//! Per-repository and per-provider result records.

use serde::{Deserialize, Serialize};

use crate::error::ErrorKind;

/// Outcome of backing up a single repository.
#[derive(Debug, Clone, Copy, PartialEq, Eq, Serialize, Deserialize)]
#[serde(rename_all = "snake_case")]
pub enum BackupStatus {
    Ok,
    Skipped,
    Failed,
}

/// Result of attempting to back up one repository.
#[derive(Debug, Clone, Serialize, Deserialize)]
pub struct BackupResultRecord {
    pub repo_path_with_namespace: String,
    pub status: BackupStatus,
    pub bundle_file: Option<String>,
    pub error_kind: Option<ErrorKindWire>,
    pub error_message: Option<String>,
}

impl BackupResultRecord {
    pub fn ok(repo_path_with_namespace: impl Into<String>, bundle_file: impl Into<String>) -> Self {
        Self {
            repo_path_with_namespace: repo_path_with_namespace.into(),
            status: BackupStatus::Ok,
            bundle_file: Some(bundle_file.into()),
            error_kind: None,
            error_message: None,
        }
    }

    pub fn skipped(repo_path_with_namespace: impl Into<String>) -> Self {
        Self {
            repo_path_with_namespace: repo_path_with_namespace.into(),
            status: BackupStatus::Skipped,
            bundle_file: None,
            error_kind: None,
            error_message: None,
        }
    }

    pub fn skipped_with_kind(repo_path_with_namespace: impl Into<String>, kind: ErrorKind) -> Self {
        Self {
            repo_path_with_namespace: repo_path_with_namespace.into(),
            status: BackupStatus::Skipped,
            bundle_file: None,
            error_kind: Some(kind.into()),
            error_message: None,
        }
    }

    pub fn failed(repo_path_with_namespace: impl Into<String>, kind: ErrorKind, message: impl Into<String>) -> Self {
        Self {
            repo_path_with_namespace: repo_path_with_namespace.into(),
            status: BackupStatus::Failed,
            bundle_file: None,
            error_kind: Some(kind.into()),
            error_message: Some(message.into()),
        }
    }
}

/// Serialisable mirror of [`ErrorKind`] (the core enum intentionally has no
/// `serde` derive, since it is also used as a `match` target in hot code
/// paths where deriving `Deserialize` would be noise).
#[derive(Debug, Clone, Copy, PartialEq, Eq, Serialize, Deserialize)]
#[serde(rename_all = "snake_case")]
pub enum ErrorKindWire {
    Config,
    EnumerationFailed,
    NetworkUnavailable,
    AuthRequired,
    ProtocolError,
    GitToolFailure,
    EmptyRepository,
    EncryptionFailure,
    CorruptArtifact,
    FilesystemError,
    Cancelled,
}

impl From<ErrorKind> for ErrorKindWire {
    fn from(kind: ErrorKind) -> Self {
        match kind {
            ErrorKind::Config => ErrorKindWire::Config,
            ErrorKind::EnumerationFailed => ErrorKindWire::EnumerationFailed,
            ErrorKind::NetworkUnavailable => ErrorKindWire::NetworkUnavailable,
            ErrorKind::AuthRequired => ErrorKindWire::AuthRequired,
            ErrorKind::ProtocolError => ErrorKindWire::ProtocolError,
            ErrorKind::GitToolFailure => ErrorKindWire::GitToolFailure,
            ErrorKind::EmptyRepository => ErrorKindWire::EmptyRepository,
            ErrorKind::EncryptionFailure => ErrorKindWire::EncryptionFailure,
            ErrorKind::CorruptArtifact => ErrorKindWire::CorruptArtifact,
            ErrorKind::FilesystemError => ErrorKindWire::FilesystemError,
            ErrorKind::Cancelled => ErrorKindWire::Cancelled,
        }
    }
}

/// Aggregate result for one provider run: an ordered sequence of
/// per-repository records, plus an optional provider-level (enumeration)
/// error that short-circuited the whole run.
#[derive(Debug, Clone, Serialize, Deserialize, Default)]
pub struct ProviderBackupResult {
    pub records: Vec<BackupResultRecord>,
    pub provider_error: Option<String>,
}

impl ProviderBackupResult {
    pub fn enumeration_failed(message: impl Into<String>) -> Self {
        Self {
            records: Vec::new(),
            provider_error: Some(message.into()),
        }
    }

    pub fn ok_count(&self) -> usize {
        self.records.iter().filter(|r| r.status == BackupStatus::Ok).count()
    }

    pub fn skipped_count(&self) -> usize {
        self.records
            .iter()
            .filter(|r| r.status == BackupStatus::Skipped)
            .count()
    }

    pub fn failed_count(&self) -> usize {
        self.records
            .iter()
            .filter(|r| r.status == BackupStatus::Failed)
            .count()
    }
}
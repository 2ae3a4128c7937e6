//! Manifest — an optional sidecar recording the ref set and bundle hash of a
//! backup, so a later run can skip re-cloning without opening the (possibly
//! encrypted) bundle itself.
//!
//! JSON via `serde_json` is the concrete wire format. The sidecar is
//! encrypted in lockstep with its bundle, named `<repoName>.<timestamp>.manifest`
//! or `.manifest.age`.

use std::collections::BTreeMap;
use std::path::Path;

use chrono::{DateTime, Utc};
use serde::{Deserialize, Serialize};
use sha2::{Digest, Sha256};

use crate::error::{BackupError, Result};

/// Ref name -> commit OID, plus the bundle's own hash and creation time.
#[derive(Debug, Clone, Serialize, Deserialize, PartialEq, Eq)]
pub struct Manifest {
    pub refs: BTreeMap<String, String>,
    pub bundle_sha256: String,
    pub created_at: DateTime<Utc>,
}

/// `<segment>.<timestamp>.manifest` or `.manifest.age` when the sidecar is
/// encrypted alongside its bundle.
pub fn manifest_file_name(segment: &str, raw_timestamp: &str, encrypted: bool) -> String {
    if encrypted {
        format!("{segment}.{raw_timestamp}.manifest.age")
    } else {
        format!("{segment}.{raw_timestamp}.manifest")
    }
}

impl Manifest {
    pub fn new(refs: BTreeMap<String, String>, bundle_bytes: &[u8], created_at: DateTime<Utc>) -> Self {
        Self {
            refs,
            bundle_sha256: sha256_hex(bundle_bytes),
            created_at,
        }
    }

    pub fn to_json(&self) -> Result<String> {
        Ok(serde_json::to_string_pretty(self)?)
    }

    pub fn from_json(text: &str) -> Result<Self> {
        Ok(serde_json::from_str(text)?)
    }

    /// Write this manifest to `path`, encrypting under `passphrase` when one
    /// is supplied — the sidecar follows the bundle's own encryption mode.
    pub fn write(&self, path: &Path, passphrase: Option<&str>) -> Result<()> {
        let json = self.to_json()?;
        match passphrase {
            Some(passphrase) => {
                let blob = crate::encryption::encrypt(json.as_bytes(), passphrase)?;
                std::fs::write(path, blob)?;
            }
            None => std::fs::write(path, json)?,
        }
        Ok(())
    }

    /// Read a manifest from `path`, transparently decrypting `.age` sidecars
    /// under `passphrase`.
    ///
    /// Returns `Ok(None)`, not an error, when the sidecar is encrypted but no
    /// passphrase is configured: a manifest the caller cannot read is
    /// treated as absent here. (The bundle itself is a separate matter — see
    /// [`crate::ref_probe::probe_bundle`], which does attempt to open an
    /// opaque bundle directly once a passphrase is known.)
    pub fn read(path: &Path, passphrase: Option<&str>) -> Result<Option<Self>> {
        let is_encrypted = path.extension().and_then(|e| e.to_str()) == Some("age");
        if is_encrypted {
            let Some(passphrase) = passphrase else {
                return Ok(None);
            };
            let blob = std::fs::read(path)?;
            let plaintext = crate::encryption::decrypt(&blob, passphrase)?;
            let text = String::from_utf8(plaintext)
                .map_err(|e| BackupError::corrupt(format!("decrypted manifest is not valid UTF-8: {e}")))?;
            Ok(Some(Self::from_json(&text)?))
        } else {
            let text = std::fs::read_to_string(path)?;
            Ok(Some(Self::from_json(&text)?))
        }
    }

    /// Whether this manifest's recorded bundle hash matches the bundle bytes
    /// on disk — used to detect a manifest that has drifted from its bundle;
    /// only a matching manifest is trusted.
    pub fn matches_bundle(&self, bundle_bytes: &[u8]) -> bool {
        self.bundle_sha256 == sha256_hex(bundle_bytes)
    }

    /// True when `other`'s ref set is identical to this one, restricted to
    /// `refs/heads`, `refs/tags`, and `refs/remotes` — callers build both
    /// maps already filtered this way.
    pub fn refs_equal(&self, other: &BTreeMap<String, String>) -> bool {
        &self.refs == other
    }
}

pub fn sha256_hex(bytes: &[u8]) -> String {
    let mut hasher = Sha256::new();
    hasher.update(bytes);
    format!("{:x}", hasher.finalize())
}

impl From<serde_json::Error> for BackupError {
    fn from(e: serde_json::Error) -> Self {
        BackupError::corrupt(format!("manifest is not valid JSON: {e}"))
    }
}

#[cfg(test)]
mod tests {
    use super::*;
    use tempfile::tempdir;

    fn sample_refs() -> BTreeMap<String, String> {
        let mut refs = BTreeMap::new();
        refs.insert("refs/heads/main".to_string(), "a".repeat(40));
        refs.insert("refs/tags/v1".to_string(), "b".repeat(40));
        refs
    }

    #[test]
    fn round_trips_through_json() {
        let manifest = Manifest::new(sample_refs(), b"bundle bytes", Utc::now());
        let json = manifest.to_json().unwrap();
        let parsed = Manifest::from_json(&json).unwrap();
        assert_eq!(manifest, parsed);
    }

    #[test]
    fn manifest_file_name_reflects_encryption_mode() {
        assert_eq!(manifest_file_name("repo0", "20200101010101", false), "repo0.20200101010101.manifest");
        assert_eq!(manifest_file_name("repo0", "20200101010101", true), "repo0.20200101010101.manifest.age");
    }

    #[test]
    fn write_and_read_round_trip_plaintext() {
        let dir = tempdir().unwrap();
        let path = dir.path().join("repo0.20200101010101.manifest");
        let manifest = Manifest::new(sample_refs(), b"bundle bytes", Utc::now());
        manifest.write(&path, None).unwrap();

        let read_back = Manifest::read(&path, None).unwrap().unwrap();
        assert_eq!(manifest, read_back);
    }

    #[test]
    fn write_and_read_round_trip_encrypted() {
        let dir = tempdir().unwrap();
        let path = dir.path().join("repo0.20200101010101.manifest.age");
        let manifest = Manifest::new(sample_refs(), b"bundle bytes", Utc::now());
        manifest.write(&path, Some("hunter2")).unwrap();

        let read_back = Manifest::read(&path, Some("hunter2")).unwrap().unwrap();
        assert_eq!(manifest, read_back);
    }

    #[test]
    fn encrypted_manifest_without_passphrase_reads_as_none() {
        let dir = tempdir().unwrap();
        let path = dir.path().join("repo0.20200101010101.manifest.age");
        let manifest = Manifest::new(sample_refs(), b"bundle bytes", Utc::now());
        manifest.write(&path, Some("hunter2")).unwrap();

        let read_back = Manifest::read(&path, None).unwrap();
        assert!(read_back.is_none());
    }

    #[test]
    fn matches_bundle_detects_drift() {
        let manifest = Manifest::new(sample_refs(), b"bundle bytes", Utc::now());
        assert!(manifest.matches_bundle(b"bundle bytes"));
        assert!(!manifest.matches_bundle(b"different bytes"));
    }

    #[test]
    fn refs_equal_compares_filtered_maps() {
        let manifest = Manifest::new(sample_refs(), b"bundle bytes", Utc::now());
        assert!(manifest.refs_equal(&sample_refs()));

        let mut changed = sample_refs();
        changed.insert("refs/heads/main".to_string(), "c".repeat(40));
        assert!(!manifest.refs_equal(&changed));
    }

    #[test]
    fn corrupt_json_fails_to_parse() {
        let result = Manifest::from_json("not json at all");
        assert!(result.is_err());
    }
}
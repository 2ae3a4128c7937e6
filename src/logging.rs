//! Explicit, non-global logger.
//!
//! A concurrent backup pipeline can't rely on implicit `println!`/`eprintln!`
//! calls from anywhere in the process, so logging instead goes through an
//! explicit value passed through the pipeline and its workers, with the
//! prefix set once at construction, instead of global mutable state.
//! `Logger` below is that value — built once by the pipeline, then handed to
//! every worker behind a cheap `Arc` clone.

use std::sync::Arc;

use colored::Colorize;

/// Log levels, ordered least to most verbose. Matches the `log_level`
/// integer from the configuration contract: 0=Error .. 3=Debug.
#[derive(Debug, Clone, Copy, PartialEq, Eq, PartialOrd, Ord)]
pub enum LogLevel {
    Error = 0,
    Warn = 1,
    Info = 2,
    Debug = 3,
}

impl LogLevel {
    pub fn from_i64(level: i64) -> Self {
        match level {
            i64::MIN..=0 => LogLevel::Error,
            1 => LogLevel::Warn,
            2 => LogLevel::Info,
            _ => LogLevel::Debug,
        }
    }
}

/// Shared table of secret substrings to mask in any emitted log line or
/// error message.
///
/// Seeded once per pipeline run from the provider token and the encryption
/// passphrase, then grown per-repository as each descriptor's embedded
/// credentials become known, so every downstream logging path masks them
/// consistently.
#[derive(Debug, Clone, Default)]
pub struct MaskTable {
    secrets: Vec<String>,
}

const MASK: &str = "*****";

impl MaskTable {
    pub fn new() -> Self {
        Self { secrets: Vec::new() }
    }

    /// Register a secret for masking. Empty strings are ignored (masking the
    /// empty string would turn every character into a mask).
    pub fn register(&mut self, secret: impl Into<String>) {
        let secret = secret.into();
        if !secret.is_empty() {
            self.secrets.push(secret);
        }
    }

    pub fn with(mut self, secret: impl Into<String>) -> Self {
        self.register(secret);
        self
    }

    /// Replace every occurrence of every registered secret with a
    /// fixed-length mask of five asterisks.
    pub fn mask(&self, text: &str) -> String {
        let mut masked = text.to_string();
        for secret in &self.secrets {
            if masked.contains(secret.as_str()) {
                masked = masked.replace(secret.as_str(), MASK);
            }
        }
        masked
    }
}

/// Explicit logger handed to the pipeline and every worker it spawns.
///
/// `prefix` is set once at construction (e.g. the provider's canonical name)
/// and never mutated; `level` gates which calls actually print.
#[derive(Clone)]
pub struct Logger {
    prefix: Arc<str>,
    level: LogLevel,
    masks: Arc<MaskTable>,
}

impl Logger {
    pub fn new(prefix: impl Into<String>, level: LogLevel, masks: MaskTable) -> Self {
        Self {
            prefix: Arc::from(prefix.into()),
            level,
            masks: Arc::new(masks),
        }
    }

    pub fn masks(&self) -> &MaskTable {
        &self.masks
    }

    /// Derive a logger sharing this one's prefix and level, but with
    /// `extra_secrets` additionally registered in its mask table. Used to
    /// mask a repository's own embedded credentials for the handful of log
    /// lines scoped to that repository, without mutating the shared logger
    /// every other worker holds a clone of.
    pub fn with_extra_masks(&self, extra_secrets: &[String]) -> Self {
        if extra_secrets.is_empty() {
            return self.clone();
        }
        let mut masks = (*self.masks).clone();
        for secret in extra_secrets {
            masks.register(secret.clone());
        }
        Self {
            prefix: Arc::clone(&self.prefix),
            level: self.level,
            masks: Arc::new(masks),
        }
    }

    fn line(&self, marker: &str, message: &str) -> String {
        format!("[{}] {} {}", self.prefix, marker, self.masks.mask(message))
    }

    pub fn error(&self, message: &str) {
        if self.level >= LogLevel::Error {
            eprintln!("{}", self.line("✗", message).red());
        }
    }

    pub fn warn(&self, message: &str) {
        if self.level >= LogLevel::Warn {
            eprintln!("{}", self.line("!", message).yellow());
        }
    }

    pub fn info(&self, message: &str) {
        if self.level >= LogLevel::Info {
            println!("{}", self.line("ℹ", message).blue());
        }
    }

    pub fn debug(&self, message: &str) {
        if self.level >= LogLevel::Debug {
            println!("{}", self.line("→", message).dimmed());
        }
    }
}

(What the exercise asks) Locate the word "blob" in the records and collect each line it appears in.

(Exercise response)
                let blob = crate::encryption::encrypt(json.as_bytes(), passphrase)?;
                std::fs::write(path, blob)?;
            let blob = std::fs::read(path)?;
            let plaintext = crate::encryption::decrypt(&blob, passphrase)?;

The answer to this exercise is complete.